According to Thrifty Traveler, citing a memo to flight attendants, Delta will resume offering coffee and tea, as well as mini soda and juice cans, sweet and savory snacks, and ice upon request. Alcoholic beverages — domestic and craft beer, spirits, wine and craft cocktails — will also be available, at a cost of $1 more than before.
However, Delta is being a little tight-lipped about the changes. In a statement to Bring Me The News, Delta only said:
"We know our customers are excited to enjoy our in-flight snacks and beverages again and we’re busy preparing a new onboard experience that they will love. With Delta’s redesigned service, improved processes and refreshed offerings, one of the small changes is the pricing of alcohol on board. We continue to offer complimentary alcoholic beverages to customers in First Class and Comfort+ cabins and are excited to introduce some new alcoholic beverage offerings to customers later this year. Partnering with Mayo Clinic, we continue to evaluate ways to improve the delivery of our in-flight service as we maintain a steadfast focus on safety."

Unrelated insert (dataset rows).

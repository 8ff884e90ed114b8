use crate::shared::config::DatabaseConfig;
use crate::shared::error::AppError;
use sqlx::{sqlite::SqlitePoolOptions, Pool, Sqlite};
use std::path::Path;
use std::time::Duration;
use tracing::info;

pub type DbPool = Pool<Sqlite>;

pub struct Database;

impl Database {
    pub async fn initialize(config: &DatabaseConfig) -> Result<DbPool, AppError> {
        // Make sure the database directory exists before sqlite opens it.
        if let Some(path) = config.url.strip_prefix("sqlite:") {
            let file = path.split('?').next().unwrap_or(path);
            if let Some(parent) = Path::new(file).parent() {
                if !parent.as_os_str().is_empty() {
                    std::fs::create_dir_all(parent)?;
                }
            }
        }

        let pool = SqlitePoolOptions::new()
            .max_connections(config.max_connections)
            .acquire_timeout(Duration::from_secs(config.connection_timeout))
            .connect(&config.url)
            .await?;

        info!("Database connected: {}", config.url);

        Self::run_migrations(&pool).await?;

        Ok(pool)
    }

    pub async fn run_migrations(pool: &DbPool) -> Result<(), AppError> {
        info!("Running database migrations...");
        sqlx::migrate!("./migrations").run(pool).await?;
        info!("Database migrations completed");
        Ok(())
    }
}
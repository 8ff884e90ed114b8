//! In-memory port implementations shared by the unit and integration test
//! suites.

use crate::application::ports::{ApiGateway, QueueStore, RequestTransport};
use crate::domain::entities::QueuedRequest;
use crate::domain::value_objects::HttpMethod;
use crate::shared::error::{ApiError, AppError};
use async_trait::async_trait;
use serde_json::Value;
use tokio::sync::Mutex;

/// Volatile [`QueueStore`]: the serialized list lives in memory instead of
/// the kv table, with the same wholesale save semantics.
#[derive(Default)]
pub struct InMemoryQueueStore {
    entries: Mutex<Option<Vec<QueuedRequest>>>,
}

#[async_trait]
impl QueueStore for InMemoryQueueStore {
    async fn load(&self) -> Result<Vec<QueuedRequest>, AppError> {
        Ok(self.entries.lock().await.clone().unwrap_or_default())
    }

    async fn save(&self, entries: &[QueuedRequest]) -> Result<(), AppError> {
        *self.entries.lock().await = Some(entries.to_vec());
        Ok(())
    }

    async fn clear(&self) -> Result<(), AppError> {
        *self.entries.lock().await = None;
        Ok(())
    }
}

type TransportScript = Box<dyn Fn(&QueuedRequest) -> Result<(), ApiError> + Send + Sync>;

/// [`RequestTransport`] driven by a script, recording every dispatched
/// entry in arrival order.
pub struct ScriptedTransport {
    script: TransportScript,
    seen: Mutex<Vec<QueuedRequest>>,
}

impl ScriptedTransport {
    pub fn new(
        script: impl Fn(&QueuedRequest) -> Result<(), ApiError> + Send + Sync + 'static,
    ) -> Self {
        Self {
            script: Box::new(script),
            seen: Mutex::new(Vec::new()),
        }
    }

    /// Accepts every dispatch.
    pub fn accepting() -> Self {
        Self::new(|_| Ok(()))
    }

    /// Fails every dispatch with the scripted error.
    pub fn failing_with(
        script: impl Fn(&QueuedRequest) -> ApiError + Send + Sync + 'static,
    ) -> Self {
        Self::new(move |request| Err(script(request)))
    }

    /// Entries dispatched so far, in the order the synchronizer sent them.
    pub async fn seen(&self) -> Vec<QueuedRequest> {
        self.seen.lock().await.clone()
    }
}

#[async_trait]
impl RequestTransport for ScriptedTransport {
    async fn dispatch(&self, request: &QueuedRequest) -> Result<(), ApiError> {
        self.seen.lock().await.push(request.clone());
        (self.script)(request)
    }
}

type GatewayScript = Box<dyn Fn(HttpMethod, &str) -> Result<Value, ApiError> + Send + Sync>;

/// [`ApiGateway`] driven by a script, recording every call.
pub struct ScriptedGateway {
    script: GatewayScript,
    calls: Mutex<Vec<(HttpMethod, String)>>,
    online: bool,
}

impl ScriptedGateway {
    pub fn returning(
        script: impl Fn(HttpMethod, &str) -> Result<Value, ApiError> + Send + Sync + 'static,
    ) -> Self {
        Self {
            script: Box::new(script),
            calls: Mutex::new(Vec::new()),
            online: true,
        }
    }

    pub fn offline(mut self) -> Self {
        self.online = false;
        self
    }

    pub async fn calls(&self) -> Vec<(HttpMethod, String)> {
        self.calls.lock().await.clone()
    }
}

#[async_trait]
impl ApiGateway for ScriptedGateway {
    async fn send_json(
        &self,
        method: HttpMethod,
        endpoint: &str,
        _body: Option<&Value>,
        _idempotency_key: Option<&str>,
    ) -> Result<Value, ApiError> {
        self.calls.lock().await.push((method, endpoint.to_string()));
        (self.script)(method, endpoint)
    }

    async fn probe(&self) -> bool {
        self.online
    }
}
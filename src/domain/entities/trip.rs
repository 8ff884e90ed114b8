use serde::{Deserialize, Serialize};
use serde_json::Value;

/// Trip payload mirrored into the fallback queue: the chosen route plus the
/// computed emission figure for it.
#[derive(Debug, Clone, Serialize, Deserialize, PartialEq)]
pub struct TripPayload {
    pub route: Value,
    pub emission: f64,
}

impl TripPayload {
    pub fn new(route: Value, emission: f64) -> Self {
        Self { route, emission }
    }
}
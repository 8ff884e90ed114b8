pub mod application;
pub mod domain;
pub mod infrastructure;
pub mod shared;
pub mod state;
pub mod test_support;

pub use shared::config::AppConfig;
pub use shared::error::{ApiError, AppError, Result};
pub use state::AppState;

/// Initialize tracing for the client core.
pub fn init_logging() {
    use tracing_subscriber::{layer::SubscriberExt, util::SubscriberInitExt};

    tracing_subscriber::registry()
        .with(
            tracing_subscriber::EnvFilter::try_from_default_env()
                .unwrap_or_else(|_| "verda_client=debug,info".into()),
        )
        .with(tracing_subscriber::fmt::layer())
        .init();
}
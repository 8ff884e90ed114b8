mod http_method;
mod priority;
mod request_id;
mod request_kind;

pub use http_method::HttpMethod;
pub use priority::Priority;
pub use request_id::RequestId;
pub use request_kind::RequestKind;
use serde::{Deserialize, Serialize};

#[derive(Debug, Clone, Serialize, Deserialize)]
pub struct AppConfig {
    pub database: DatabaseConfig,
    pub api: ApiConfig,
    pub sync: SyncConfig,
    pub storage: StorageConfig,
}

#[derive(Debug, Clone, Serialize, Deserialize)]
pub struct DatabaseConfig {
    pub url: String,
    pub max_connections: u32,
    pub connection_timeout: u64,
}

#[derive(Debug, Clone, Serialize, Deserialize)]
pub struct ApiConfig {
    pub base_url: String,
    pub timeout_secs: u64,
    pub probe_timeout_secs: u64,
}

#[derive(Debug, Clone, Serialize, Deserialize)]
pub struct SyncConfig {
    pub auto_sync: bool,
    pub sync_interval: u64,
    pub max_retries: u32,
    pub base_delay_ms: u64,
    pub trip_max_retries: u32,
}

#[derive(Debug, Clone, Serialize, Deserialize)]
pub struct StorageConfig {
    pub data_dir: String,
}

impl Default for AppConfig {
    fn default() -> Self {
        Self {
            database: DatabaseConfig {
                url: "sqlite:data/verda.db?mode=rwc".to_string(),
                max_connections: 5,
                connection_timeout: 30,
            },
            api: ApiConfig {
                base_url: "https://api.verda.app".to_string(),
                timeout_secs: 10,
                probe_timeout_secs: 3,
            },
            sync: SyncConfig {
                // Periodic sync toward the server is off by policy; sync
                // runs from the user-visible trigger unless enabled here.
                auto_sync: false,
                sync_interval: 300,
                max_retries: 5,
                base_delay_ms: 1000,
                trip_max_retries: 3,
            },
            storage: StorageConfig {
                data_dir: "./data".to_string(),
            },
        }
    }
}

impl AppConfig {
    pub fn from_env() -> Self {
        let mut cfg = Self::default();

        if let Ok(v) = std::env::var("VERDA_DATABASE_URL") {
            if !v.trim().is_empty() {
                cfg.database.url = v;
            }
        }
        if let Ok(v) = std::env::var("VERDA_API_BASE_URL") {
            if !v.trim().is_empty() {
                cfg.api.base_url = v;
            }
        }
        if let Ok(v) = std::env::var("VERDA_API_TIMEOUT_SECS") {
            if let Some(value) = parse_u64(&v) {
                cfg.api.timeout_secs = value.max(1);
            }
        }
        if let Ok(v) = std::env::var("VERDA_AUTO_SYNC") {
            cfg.sync.auto_sync = parse_bool(&v, cfg.sync.auto_sync);
        }
        if let Ok(v) = std::env::var("VERDA_SYNC_INTERVAL") {
            if let Some(value) = parse_u64(&v) {
                cfg.sync.sync_interval = value.max(1);
            }
        }
        if let Ok(v) = std::env::var("VERDA_SYNC_MAX_RETRIES") {
            if let Some(value) = parse_u32(&v) {
                cfg.sync.max_retries = value.max(1);
            }
        }
        if let Ok(v) = std::env::var("VERDA_SYNC_BASE_DELAY_MS") {
            if let Some(value) = parse_u64(&v) {
                cfg.sync.base_delay_ms = value;
            }
        }
        if let Ok(v) = std::env::var("VERDA_TRIP_MAX_RETRIES") {
            if let Some(value) = parse_u32(&v) {
                cfg.sync.trip_max_retries = value.max(1);
            }
        }
        if let Ok(v) = std::env::var("VERDA_DATA_DIR") {
            if !v.trim().is_empty() {
                cfg.storage.data_dir = v;
            }
        }

        cfg
    }

    pub fn validate(&self) -> Result<(), String> {
        if self.database.max_connections == 0 {
            return Err("Database max_connections must be greater than 0".to_string());
        }
        if self.api.base_url.trim().is_empty() {
            return Err("API base_url must not be empty".to_string());
        }
        if !self.api.base_url.starts_with("http") {
            return Err("API base_url must be an http(s) address".to_string());
        }
        if self.api.timeout_secs == 0 {
            return Err("API timeout_secs must be greater than 0".to_string());
        }
        if self.sync.max_retries == 0 || self.sync.trip_max_retries == 0 {
            return Err("Sync retry ceilings must be greater than 0".to_string());
        }
        if self.sync.auto_sync && self.sync.sync_interval == 0 {
            return Err("Sync interval must be greater than 0 when auto_sync is on".to_string());
        }
        Ok(())
    }
}

fn parse_bool(s: &str, default: bool) -> bool {
    match s.to_ascii_lowercase().as_str() {
        "1" | "true" | "yes" | "on" => true,
        "0" | "false" | "no" | "off" => false,
        _ => default,
    }
}

fn parse_u64(value: &str) -> Option<u64> {
    value.trim().parse::<u64>().ok()
}

fn parse_u32(value: &str) -> Option<u32> {
    value.trim().parse::<u32>().ok()
}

One of the new beverages is canned cocktails from Atlanta-based Tip Top Cocktails, which are being added to the menu to keep contact minimal and ease service onboard.
This news comes as Delta recently began testing tap-to-pay technology on international flights, enabling contactless payment for onboard purchases.
“At Delta, we think big, start small and scale fast to improve the experience for our customers,” Chief Customer Experience Officer Bill Lentsch said in a news release earlier this month. “Not only will these new features provide peace of mind in the pandemic era by reducing touchpoints, they’re a key element of our vision for easing every step of the travel journey.”
These are the latest efforts from the airline, which is the largest carrier at Minneapolis-St. Paul International Airport, to keep people safe while traveling during the pandemic. Others include blocking middle seats and limiting onboard capacity for flights departing through April 2021, requiring masks, and frequently replacing onboard HEPA filters.